Rental vacancies are falling sharply

Rental vacancies plunge

Kudos to Louis Christopher of SQM Research for correctly anticipating that rental vacancies would fall to be lower than a year earlier following a strong trend reversal in online listings. 


There's another narrative to overlay here, and that being the resources capitals could fair surprisingly well from a rental market perspective now. 

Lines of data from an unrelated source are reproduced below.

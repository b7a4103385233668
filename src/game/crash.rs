//! Crash-Point Generation
//!
//! A crash point is drawn once per round, before any bet exists, and never
//! sees bet volume or player identity. The scheduler only depends on the
//! [`CrashPointGenerator`] trait; the distribution is a replaceable policy.

use std::collections::VecDeque;
use std::sync::Mutex;
use rand::rngs::StdRng;
use rand::{Rng, RngCore, SeedableRng};
use thiserror::Error;

use crate::core::money::Multiplier;
use crate::core::rng::RoundRng;

/// Crash-point generation errors.
#[derive(Debug, Error, Clone, PartialEq, Eq)]
pub enum GeneratorError {
    /// Generator could not produce a value right now; retry later.
    #[error("crash point generator unavailable: {0}")]
    Unavailable(String),
}

/// Source of crash points.
pub trait CrashPointGenerator: Send + Sync {
    /// Draw the next crash point (≥ 1.00, two-decimal precision).
    fn draw(&self) -> Result<Multiplier, GeneratorError>;
}

// =============================================================================
// TIERED POLICY
// =============================================================================

/// Total weight of a tier table (basis points).
pub const TIER_WEIGHT_TOTAL: u32 = 10_000;

/// One slice of the outcome space, drawn uniformly in `[low, high]`.
#[derive(Clone, Copy, Debug, PartialEq, Eq)]
pub struct CrashTier {
    /// Share of outcomes in basis points.
    pub weight: u32,
    /// Lowest crash point in this tier (inclusive).
    pub low: Multiplier,
    /// Highest crash point in this tier (inclusive).
    pub high: Multiplier,
}

impl CrashTier {
    /// Tier from a weight and inclusive bounds in hundredths.
    pub const fn new(weight: u32, low: u32, high: u32) -> Self {
        Self {
            weight,
            low: Multiplier::from_hundredths(low),
            high: Multiplier::from_hundredths(high),
        }
    }
}

/// Reference distribution:
/// 50% instant crash, 30% (1.00, 2.00], 15% (2.00, 5.00], 5% (5.00, 15.00].
pub const DEFAULT_TIERS: [CrashTier; 4] = [
    CrashTier::new(5_000, 100, 100),
    CrashTier::new(3_000, 101, 200),
    CrashTier::new(1_500, 201, 500),
    CrashTier::new(500, 501, 1_500),
];

/// Tier table rejected at construction.
#[derive(Debug, Error, Clone, PartialEq, Eq)]
pub enum TierError {
    /// No tiers, or all weights zero.
    #[error("tier table has no weight")]
    Empty,
    /// Tier bounds inverted or below 1.00x.
    #[error("tier {index} has invalid bounds")]
    InvalidBounds {
        /// Offending tier.
        index: usize,
    },
    /// Tier table text could not be parsed.
    #[error("cannot parse tier {0:?}, expected weight:low-high")]
    Parse(String),
}

/// Parse a tier table such as `5000:100-100,3000:101-200`.
///
/// Bounds are hundredths. The result still goes through
/// [`TieredCrashPolicy::new`] for validation.
pub fn parse_tiers(text: &str) -> Result<Vec<CrashTier>, TierError> {
    text.split(',')
        .map(str::trim)
        .filter(|part| !part.is_empty())
        .map(|part| {
            let bad = || TierError::Parse(part.to_string());
            let (weight, range) = part.split_once(':').ok_or_else(bad)?;
            let (low, high) = range.split_once('-').ok_or_else(bad)?;
            Ok(CrashTier::new(
                weight.trim().parse().map_err(|_| bad())?,
                low.trim().parse().map_err(|_| bad())?,
                high.trim().parse().map_err(|_| bad())?,
            ))
        })
        .collect()
}

/// Weighted-tier crash policy.
///
/// Live rounds use [`TieredCrashPolicy::from_entropy`] or
/// [`TieredCrashPolicy::with_tiers`], backed by `StdRng` (ChaCha, seeded from
/// the OS). Seeded [`RoundRng`] policies exist for replays and tests only.
pub struct TieredCrashPolicy<R = StdRng> {
    tiers: Vec<CrashTier>,
    total_weight: u64,
    rng: Mutex<R>,
}

impl<R: RngCore> TieredCrashPolicy<R> {
    /// Build a policy from a tier table and RNG.
    pub fn new(tiers: Vec<CrashTier>, rng: R) -> Result<Self, TierError> {
        for (index, tier) in tiers.iter().enumerate() {
            if tier.low < Multiplier::ONE || tier.low > tier.high {
                return Err(TierError::InvalidBounds { index });
            }
        }

        let total_weight: u64 = tiers.iter().map(|t| t.weight as u64).sum();
        if total_weight == 0 {
            return Err(TierError::Empty);
        }

        Ok(Self {
            tiers,
            total_weight,
            rng: Mutex::new(rng),
        })
    }

    /// Tier table in use.
    pub fn tiers(&self) -> &[CrashTier] {
        &self.tiers
    }
}

impl TieredCrashPolicy<StdRng> {
    /// Reference tiers on a CSPRNG seeded from the OS.
    pub fn from_entropy() -> Self {
        Self {
            tiers: DEFAULT_TIERS.to_vec(),
            total_weight: TIER_WEIGHT_TOTAL as u64,
            rng: Mutex::new(StdRng::from_entropy()),
        }
    }

    /// Custom tiers on a CSPRNG seeded from the OS.
    pub fn with_tiers(tiers: Vec<CrashTier>) -> Result<Self, TierError> {
        Self::new(tiers, StdRng::from_entropy())
    }
}

impl TieredCrashPolicy<RoundRng> {
    /// Reference tiers replayed from an explicit seed.
    pub fn with_seed(seed: u64) -> Self {
        Self {
            tiers: DEFAULT_TIERS.to_vec(),
            total_weight: TIER_WEIGHT_TOTAL as u64,
            rng: Mutex::new(RoundRng::new(seed)),
        }
    }
}

impl<R: RngCore + Send> CrashPointGenerator for TieredCrashPolicy<R> {
    fn draw(&self) -> Result<Multiplier, GeneratorError> {
        let mut rng = self
            .rng
            .lock()
            .map_err(|_| GeneratorError::Unavailable("rng lock poisoned".into()))?;

        let mut roll = rng.gen_range(0..self.total_weight);
        for tier in &self.tiers {
            let weight = tier.weight as u64;
            if roll < weight {
                let value = rng.gen_range(tier.low.hundredths()..=tier.high.hundredths());
                return Ok(Multiplier::from_hundredths(value));
            }
            roll -= weight;
        }

        Err(GeneratorError::Unavailable("tier table exhausted".into()))
    }
}

// =============================================================================
// FIXED SEQUENCE
// =============================================================================

/// Replays a preset list of outcomes. Used in tests and replays.
///
/// `Err` entries simulate an outage; an exhausted sequence is an outage too.
pub struct SequenceGenerator {
    outcomes: Mutex<VecDeque<Result<Multiplier, GeneratorError>>>,
}

impl SequenceGenerator {
    /// Generator that yields the given crash points in order.
    pub fn new(points: impl IntoIterator<Item = Multiplier>) -> Self {
        Self::with_outcomes(points.into_iter().map(Ok))
    }

    /// Generator with explicit successes and failures.
    pub fn with_outcomes(
        outcomes: impl IntoIterator<Item = Result<Multiplier, GeneratorError>>,
    ) -> Self {
        Self {
            outcomes: Mutex::new(outcomes.into_iter().collect()),
        }
    }
}

impl CrashPointGenerator for SequenceGenerator {
    fn draw(&self) -> Result<Multiplier, GeneratorError> {
        let mut outcomes = self
            .outcomes
            .lock()
            .map_err(|_| GeneratorError::Unavailable("sequence lock poisoned".into()))?;
        outcomes
            .pop_front()
            .unwrap_or_else(|| Err(GeneratorError::Unavailable("sequence exhausted".into())))
    }
}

Following Vale's Brazilian operations closures the iron ore price has ballooned to US$111/tonne following strong gains in the futures markets, and this tends to be positive news for Western Australia. 


Sure enough Perth and Darwin saw huge year-on-year declines in rental vacancy rates in June.

Perth's vacancy rate has dropped from 3.2 per cent a year ago to just 1.5 per cent.

In Darwin the equivalent decline has been from 3.1 per cent to 1.8 per cent.

Brisbane saw a modest decline from 2.5 per cent to 2.4 per cent, with suburbia faring very well, though the Brisbane CBD itself has a high vacancy rate of 14 per cent.

Hobart (0.9 per cent), Adelaide (1 per cent), and Canberra (1.1 per cent now all have tight rental vacancy rates following recent declines. 

The bulk of vacancies remain in the CBDs of Sydney (13.8 per cent), Melbourne (8.8 per cent), and Brisbane, as well as in Melbourne's Docklands (16.2 per cent)...and Palm Beach, which has a very high vacancy rate. 

But despite this, vacancies did decline in the largest two CBDs, as well as across Sydney and Melbourne more broadly.


The wrap

Clear signs here that rental vacancies are tightening, with national vacancies falling from 2.5 per cent to 2.2 per cent in June.

That means a decline from 86,398 vacancies May to just 77,132 in June.

One of the mechanisms through which empty rentals are filled is a lower median price of property rented, and asking rents are a few per cent lower than a year earlier, especially in Sydney. 

Although international travel is severely impeded, people are naturally likely to gravitate towards Australia and New Zealand over time, while the supply of new rental housing has dropped very sharply. 

Vacancy rates still remain high for now in the CBD areas of Sydney, Melbourne, and Brisbane, and at Melbourne's Docklands. 

Many of these units and studio apartments were previously short stay lets, Airbnb, and student rentals. 

Rethinking the recession

Savings glut

Freelance economist and journalist raised and articulated some very interesting points in a Twitter thread yesterday, especially with regards to luxury goods and items expenditure.


Firstly, he noted, Treasurer Frydenberg has unleashed an enormous and unprecedented fiscal stimulus, to complement the Reserve Bank's five interest rate cuts and A$50 billion in government bond purchases. 


In aggregate, this will more than offset the drop in wages paid this year, and we do know that there's been a savings glut among many of those better off Aussie who haven't lost their jobs. 


Secondly, noted Murphy, luxury car sales jumped to multi-year highs over the past month, with Mercedes sales soaring to an all-time high. 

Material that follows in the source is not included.